The Canadian Centre for Architecture presents Some Ideas on Living in London and Tokyo by Stephen Taylor and Ryue Nishizawa

The Canadian Centre for Architecture (CCA) presents an exhibition featuring recent architectural projects by Stephen Taylor in London and Ryue Nishizawa in Tokyo that propose new approaches to living in urban environments. Some Ideas on Living in London and Tokyo by Stephen Taylor and Ryue Nishizawa marks the first North American presentation of residential projects by Taylor and Nishizawa and reveals their distinctive solutions to the challenges of building homes in existing dense urban fabrics. On view from May 14 until October 26, 2008, the exhibition is organized by CCA Curator for Contemporary Architecture Giovanna Borasi in active collaboration with the architects.

London and Tokyo provide particularly relevant ground for case studies not only due to the scale and complexity of their respective built environments, but especially for the way in which their increasing densities call for a redefinition of urban living.
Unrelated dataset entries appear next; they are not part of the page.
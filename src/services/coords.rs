//! Coordinate text parsing.
//!
//! Source tables carry coordinates in several shapes: plain decimal degrees
//! (sometimes with a comma decimal separator), degree-minute-second text
//! (`1°16'N`, `103-50E`, `51 57 00 N`), decimal with a hemisphere suffix
//! (`4.05 E`), and longitudes on a 0–360° scale. Everything normalizes to
//! signed decimal degrees, longitude in [-180, 180].

use once_cell::sync::Lazy;
use regex::Regex;

static DMS_COMPACT: Lazy<Regex> = Lazy::new(|| {
    Regex::new(r#"^\s*(\d+)[\-\s°]?(\d+)?(?:[\-\s']?(\d+(?:\.\d+)?))?\s*([NSEW])\s*$"#)
        .expect("DMS compact regex")
});

static DMS_SYMBOL: Lazy<Regex> = Lazy::new(|| {
    Regex::new(r#"^\s*(\d+)\s*°\s*(\d+)?\s*'?\s*(?:(\d+(?:\.\d+)?)\s*"?)?\s*([NSEW])\s*$"#)
        .expect("DMS symbol regex")
});

static HEMISPHERE_SUFFIX: Lazy<Regex> = Lazy::new(|| {
    Regex::new(r#"(?i)^\s*([0-9.+\-: °'"/]+)\s*([NSEW])\s*$"#).expect("hemisphere regex")
});

/// Parse degree-minute-second text into signed decimal degrees.
///
/// Accepts `1°16'N`, `103-50E`, `51 57 12.5 N` and similar. Returns `None`
/// when the text does not look like DMS at all.
pub fn parse_dms(token: &str) -> Option<f64> {
    let s = token
        .trim()
        .to_uppercase()
        .replace('º', "°")
        .replace('’', "'")
        .replace('”', "\"");
    let caps = DMS_COMPACT.captures(&s).or_else(|| DMS_SYMBOL.captures(&s))?;

    let deg: f64 = caps.get(1)?.as_str().parse().ok()?;
    let mins: f64 = caps
        .get(2)
        .map(|m| m.as_str().parse().unwrap_or(0.0))
        .unwrap_or(0.0);
    let secs: f64 = caps
        .get(3)
        .map(|m| m.as_str().parse().unwrap_or(0.0))
        .unwrap_or(0.0);
    let hemi = caps.get(4)?.as_str();

    let dec = deg + mins / 60.0 + secs / 3600.0;
    Some(if hemi == "S" || hemi == "W" { -dec } else { dec })
}

/// Parse a coordinate in any supported text form into decimal degrees.
///
/// Tries hemisphere-suffixed decimal, DMS, then plain decimal. Returns
/// `None` for empty or unparseable text — callers decide whether that is
/// a dropped row or a hard error.
pub fn parse_coordinate(val: &str) -> Option<f64> {
    let s = val.trim();
    if s.is_empty() {
        return None;
    }

    if let Some(caps) = HEMISPHERE_SUFFIX.captures(s) {
        let num = caps.get(1)?.as_str();
        let hemi = caps.get(2)?.as_str().to_uppercase();
        // Dash- and space-separated DMS ("103-50E", "51 57 30 N") also land
        // in this branch, so a failed plain-decimal parse falls through to
        // the DMS parser instead of rejecting the value.
        let d = if num.contains('°') || num.contains('\'') {
            parse_dms(&format!("{}{}", num, hemi))
        } else {
            num.trim()
                .parse::<f64>()
                .ok()
                .or_else(|| parse_dms(&format!("{}{}", num, hemi)))
        }?;
        return Some(if hemi == "S" || hemi == "W" {
            -d.abs()
        } else {
            d.abs()
        });
    }

    if s.contains('°') || s.contains('\'') {
        return parse_dms(s);
    }

    s.parse::<f64>().ok()
}

/// Parse a gazetteer coordinate cell: decimal with a possible comma decimal
/// separator (`51,95`), falling back to DMS.
pub fn parse_gazetteer_coordinate(val: &str) -> Option<f64> {
    static COMMA_DECIMAL: Lazy<Regex> =
        Lazy::new(|| Regex::new(r"(\d),(\d)").expect("comma decimal regex"));
    let s = COMMA_DECIMAL.replace_all(val.trim(), "${1}.${2}").to_string();
    s.parse::<f64>().ok().or_else(|| parse_dms(&s))
}

/// Wrap a 0–360° longitude into [-180, 180]. Values below -180 are invalid.
pub fn normalize_lon_360(lon: f64) -> Option<f64> {
    if lon > 180.0 {
        Some(lon - 360.0)
    } else if lon < -180.0 {
        None
    } else {
        Some(lon)
    }
}

#[cfg(test)]
mod tests {
    use super::*;

    fn close(a: f64, b: f64) -> bool {
        (a - b).abs() < 1e-4
    }

    #[test]
    fn test_parse_dms_symbol_form() {
        assert!(close(parse_dms("1°16'N").unwrap(), 1.0 + 16.0 / 60.0));
        assert!(close(parse_dms("103°50'E").unwrap(), 103.0 + 50.0 / 60.0));
    }

    #[test]
    fn test_parse_dms_dash_form() {
        assert!(close(parse_dms("103-50E").unwrap(), 103.8333));
        assert!(close(parse_dms("51-57S").unwrap(), -51.95));
    }

    #[test]
    fn test_parse_dms_with_seconds() {
        assert!(close(
            parse_dms("51 57 30 N").unwrap(),
            51.0 + 57.0 / 60.0 + 30.0 / 3600.0
        ));
    }

    #[test]
    fn test_parse_dms_rejects_plain_decimal() {
        assert_eq!(parse_dms("51.95"), None);
    }

    #[test]
    fn test_parse_coordinate_decimal() {
        assert!(close(parse_coordinate("51.95").unwrap(), 51.95));
        assert!(close(parse_coordinate("-4.05").unwrap(), -4.05));
    }

    #[test]
    fn test_parse_coordinate_hemisphere_suffix() {
        assert!(close(parse_coordinate("4.05 W").unwrap(), -4.05));
        assert!(close(parse_coordinate("4.05 E").unwrap(), 4.05));
        // Hemisphere overrides any sign in the number
        assert!(close(parse_coordinate("-4.05 S").unwrap(), -4.05));
    }

    #[test]
    fn test_parse_coordinate_dms() {
        assert!(close(parse_coordinate("1°16'N").unwrap(), 1.2667));
    }

    #[test]
    fn test_parse_coordinate_dash_form_dms() {
        assert!(close(parse_coordinate("103-50E").unwrap(), 103.8333));
        assert!(close(parse_coordinate("51-57S").unwrap(), -51.95));
    }

    #[test]
    fn test_parse_coordinate_space_form_dms() {
        assert!(close(parse_coordinate("51 57 30 N").unwrap(), 51.9583));
    }

    #[test]
    fn test_parse_coordinate_garbage() {
        assert_eq!(parse_coordinate("not a coordinate"), None);
        assert_eq!(parse_coordinate(""), None);
    }

    #[test]
    fn test_parse_gazetteer_coordinate_comma_decimal() {
        assert!(close(parse_gazetteer_coordinate("51,95").unwrap(), 51.95));
    }

    #[test]
    fn test_parse_gazetteer_coordinate_dms_fallback() {
        assert!(close(
            parse_gazetteer_coordinate("103-50E").unwrap(),
            103.8333
        ));
    }

    #[test]
    fn test_normalize_lon_360() {
        assert!(close(normalize_lon_360(350.0).unwrap(), -10.0));
        assert!(close(normalize_lon_360(179.5).unwrap(), 179.5));
        assert_eq!(normalize_lon_360(-200.0), None);
    }
}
While facing similar issues related to growth, the two cities occupy cultural contexts in which themes of proximity, privacy, community, and public space take on different meanings and require distinct solutions. Stephen Taylor and Ryue Nishizawa have developed new ideas for living borne of their respective cultures. Their innovative residential designs challenge conventional norms and offer approaches that simultaneously shape the life of the resident and the face of the city.

The exhibition is conceived in collaboration with Nishizawa and Taylor, who designed their components of the installation with original display furniture and new large-scale models. The architects’ projects are each presented in three galleries, adjacent and open to one another in order to establish relationships among their respective works and between the two. On view are original drawings, large-scale renderings, models, books, and prints by established photographers. Nishizawa’s built projects were captured by Takashi Homma, Hisao Suzuki, and Ken’ichi Suzuki, and Taylor’s work by David Grandorge and Ioana Marinescu.